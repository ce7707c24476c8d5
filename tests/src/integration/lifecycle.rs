//! # Lifecycle Integration Flows
//!
//! Deposit, refund, close, and kill flows driven through the public API
//! with in-memory gateways, asserting ledger totals, external account
//! balances, and lifecycle gating at every step.

#[cfg(test)]
mod tests {
    use crate::support::{addr, test_service, CREATOR, PAYOUT};
    use escrow_engine::prelude::*;
    use std::collections::HashSet;

    // =============================================================================
    // DEPOSIT FLOWS
    // =============================================================================

    /// Two buyers fund the pool; ledger and total track both.
    #[tokio::test]
    async fn test_two_buyers_fund_pool() {
        let service = test_service();

        service.deposit(addr(1), 5).await.unwrap();
        service.deposit(addr(2), 3).await.unwrap();

        assert_eq!(service.total_deposits().await, 8);
        assert_eq!(service.balance_of(addr(1)).await, 5);
        assert_eq!(service.balance_of(addr(2)).await, 3);
        assert_eq!(service.lifecycle().await, Lifecycle::Open);
    }

    /// Repeated deposits from one identity accumulate in a single balance.
    #[tokio::test]
    async fn test_repeat_deposits_accumulate() {
        let service = test_service();

        service.deposit(addr(1), 5).await.unwrap();
        service.deposit(addr(1), 2).await.unwrap();

        assert_eq!(service.balance_of(addr(1)).await, 7);
        assert_eq!(service.total_deposits().await, 7);
    }

    /// The boundary entry point treats a positive transfer as a deposit.
    #[tokio::test]
    async fn test_receive_positive_amount_is_deposit() {
        let service = test_service();

        service.receive(addr(1), 5).await.unwrap();
        assert_eq!(service.balance_of(addr(1)).await, 5);
    }

    // =============================================================================
    // REFUND FLOWS
    // =============================================================================

    /// Deposit then self-refund via the zero-value alias: balance cleared,
    /// total cleared, funds back in the buyer's external account.
    #[tokio::test]
    async fn test_deposit_then_refund_returns_funds() {
        let service = test_service();

        service.deposit(addr(1), 5).await.unwrap();
        service.receive(addr(1), 0).await.unwrap();

        assert_eq!(service.balance_of(addr(1)).await, 0);
        assert_eq!(service.total_deposits().await, 0);
        assert_eq!(service.funds().balance_of(addr(1)), 5);
    }

    /// Refund with no deposit on record succeeds and moves nothing.
    #[tokio::test]
    async fn test_refund_without_deposit_is_noop() {
        let service = test_service();

        assert_eq!(service.refund(addr(1)).await.unwrap(), 0);
        assert_eq!(service.funds().balance_of(addr(1)), 0);
    }

    /// Refunding one buyer leaves the other untouched.
    #[tokio::test]
    async fn test_refund_is_scoped_to_sender() {
        let service = test_service();
        service.deposit(addr(1), 5).await.unwrap();
        service.deposit(addr(2), 3).await.unwrap();

        service.refund(addr(1)).await.unwrap();

        assert_eq!(service.balance_of(addr(2)).await, 3);
        assert_eq!(service.total_deposits().await, 3);
    }

    // =============================================================================
    // CLOSE FLOWS
    // =============================================================================

    /// Close-allow-all drains the pool to the payout address and freezes
    /// the deposit records for later distribution.
    #[tokio::test]
    async fn test_close_allow_all_sweeps_everything() {
        let service = test_service();
        service.deposit(addr(1), 5).await.unwrap();
        service.deposit(addr(2), 3).await.unwrap();

        let outcome = service.close_allow_all(CREATOR, PAYOUT).await.unwrap();

        assert_eq!(outcome.swept, 8);
        assert_eq!(outcome.retained, 0);
        assert_eq!(service.funds().balance_of(PAYOUT), 8);
        assert!(service.closed().await);
        assert_eq!(service.total_deposits().await, 0);
        assert_eq!(service.distributable_of(addr(1)).await, 5);
        assert_eq!(service.distributable_of(addr(2)).await, 3);
    }

    /// A second close is rejected and does not sweep twice.
    #[tokio::test]
    async fn test_double_close_rejected_without_duplicate_sweep() {
        let service = test_service();
        service.deposit(addr(2), 3).await.unwrap();

        service.close_allow_all(CREATOR, PAYOUT).await.unwrap();
        let err = service.close_allow_all(CREATOR, PAYOUT).await.unwrap_err();

        assert!(matches!(err, EscrowError::AlreadyClosed));
        assert!(service.closed().await);
        assert_eq!(service.funds().balance_of(PAYOUT), 3);
    }

    /// Whitelisted identities keep their balance through a close and can
    /// still self-refund afterwards; swept identities cannot.
    #[tokio::test]
    async fn test_whitelist_close_preserves_refund_eligibility() {
        let service = test_service();
        service.deposit(addr(1), 5).await.unwrap();
        service.deposit(addr(2), 3).await.unwrap();

        let whitelist: HashSet<Address> = [addr(2)].into_iter().collect();
        let outcome = service.close(CREATOR, PAYOUT, whitelist).await.unwrap();

        assert_eq!(outcome.swept, 5);
        assert_eq!(outcome.retained, 3);
        assert_eq!(service.funds().balance_of(PAYOUT), 5);
        assert!(service.is_whitelisted(addr(2)).await);

        // Post-close refund for the retained balance only.
        assert_eq!(service.refund(addr(2)).await.unwrap(), 3);
        assert_eq!(service.refund(addr(1)).await.unwrap(), 0);
        assert_eq!(service.funds().balance_of(addr(2)), 3);
        assert_eq!(service.funds().balance_of(addr(1)), 0);
    }

    /// Deposits are rejected once the pool closed, and the rejection leaves
    /// the frozen records intact.
    #[tokio::test]
    async fn test_deposit_rejected_after_close() {
        let service = test_service();
        service.deposit(addr(1), 5).await.unwrap();
        service.close_allow_all(CREATOR, PAYOUT).await.unwrap();

        let err = service.deposit(addr(1), 1).await.unwrap_err();
        assert!(matches!(
            err,
            EscrowError::InvalidState {
                operation: "deposit",
                actual: Lifecycle::Closed,
            }
        ));
        assert_eq!(service.distributable_of(addr(1)).await, 5);
    }

    /// Closing an empty pool is legal: nothing to sweep, state flips.
    #[tokio::test]
    async fn test_close_empty_pool() {
        let service = test_service();

        let outcome = service.close_allow_all(CREATOR, PAYOUT).await.unwrap();
        assert_eq!(outcome.swept, 0);
        assert!(service.closed().await);
        assert_eq!(service.funds().balance_of(PAYOUT), 0);
    }

    // =============================================================================
    // KILL FLOWS
    // =============================================================================

    /// Kill sweeps the residual to the creator and terminates the pool.
    #[tokio::test]
    async fn test_kill_sweeps_to_creator_and_terminates() {
        let service = test_service();
        service.deposit(addr(2), 5).await.unwrap();

        let residual = service.kill(CREATOR).await.unwrap();

        assert_eq!(residual, 5);
        assert_eq!(service.funds().balance_of(CREATOR), 5);
        assert_eq!(service.lifecycle().await, Lifecycle::Terminated);

        let err = service.deposit(addr(2), 1).await.unwrap_err();
        assert!(matches!(err, EscrowError::InvalidState { .. }));
    }

    /// Kill is reachable from the Closed state and collects what the close
    /// retained for whitelisted identities.
    #[tokio::test]
    async fn test_kill_after_whitelist_close_collects_retained() {
        let service = test_service();
        service.deposit(addr(1), 5).await.unwrap();
        service.deposit(addr(2), 3).await.unwrap();

        let whitelist: HashSet<Address> = [addr(2)].into_iter().collect();
        service.close(CREATOR, PAYOUT, whitelist).await.unwrap();

        let residual = service.kill(CREATOR).await.unwrap();
        assert_eq!(residual, 3);
        assert_eq!(service.funds().balance_of(CREATOR), 3);
        assert_eq!(service.lifecycle().await, Lifecycle::Terminated);
    }

    /// Terminated pools reject every request, including the zero alias.
    #[tokio::test]
    async fn test_terminated_pool_rejects_everything() {
        let service = test_service();
        service.deposit(addr(1), 5).await.unwrap();
        service.kill(CREATOR).await.unwrap();

        assert!(service.deposit(addr(1), 1).await.is_err());
        assert!(service.refund(addr(1)).await.is_err());
        assert!(service.claim(addr(1)).await.is_err());
        assert!(service.receive(addr(1), 0).await.is_err());
        assert!(service.kill(CREATOR).await.is_err());
    }

    // =============================================================================
    // SWEEP GRANULARITY
    // =============================================================================

    /// Records every outbound transfer the engine requests.
    #[derive(Default)]
    struct RecordingBank {
        sent: std::sync::Mutex<Vec<(Address, Amount)>>,
    }

    #[async_trait::async_trait]
    impl FundsGateway for RecordingBank {
        async fn send(&self, to: Address, amount: Amount) -> Result<(), TransferError> {
            self.sent.lock().unwrap().push((to, amount));
            Ok(())
        }
    }

    /// Close sweeps with ONE aggregate payout transfer, never one transfer
    /// per participant: a single unpayable participant must not be able to
    /// wedge the sweep halfway.
    #[tokio::test]
    async fn test_close_issues_single_aggregate_transfer() {
        let service = EscrowService::new(
            CREATOR,
            RecordingBank::default(),
            InMemoryToken::new(),
            ServiceConfig::default(),
        );
        service.deposit(addr(1), 5).await.unwrap();
        service.deposit(addr(2), 3).await.unwrap();
        service.deposit(addr(3), 2).await.unwrap();

        let whitelist: HashSet<Address> = [addr(3)].into_iter().collect();
        service.close(CREATOR, PAYOUT, whitelist).await.unwrap();

        let sent = service.funds().sent.lock().unwrap().clone();
        assert_eq!(sent, vec![(PAYOUT, 8)]);
    }

    // =============================================================================
    // EVENT STREAM
    // =============================================================================

    /// A full lifecycle publishes one event per committed mutation, in
    /// order.
    #[tokio::test]
    async fn test_event_stream_follows_lifecycle() {
        let service = test_service();
        let mut events = service.subscribe();

        service.deposit(addr(1), 5).await.unwrap();
        service.close_allow_all(CREATOR, PAYOUT).await.unwrap();
        service.kill(CREATOR).await.unwrap();

        assert!(matches!(
            events.recv().await.unwrap(),
            EscrowEvent::Deposit(_)
        ));
        match events.recv().await.unwrap() {
            EscrowEvent::Closed(payload) => {
                assert_eq!(payload.swept, 5);
                assert_eq!(payload.payout, PAYOUT);
            }
            other => panic!("expected close event, got {other:?}"),
        }
        match events.recv().await.unwrap() {
            EscrowEvent::Terminated(payload) => {
                assert_eq!(payload.creator, CREATOR);
                assert_eq!(payload.residual, 0);
            }
            other => panic!("expected termination event, got {other:?}"),
        }
    }
}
__________
§ Problem statement
The response must contain each line above that holds the string "sent".

§ Expected output
        sent: std::sync::Mutex<Vec<(Address, Amount)>>,
            self.sent.lock().unwrap().push((to, amount));
        let sent = service.funds().sent.lock().unwrap().clone();
        assert_eq!(sent, vec![(PAYOUT, 8)]);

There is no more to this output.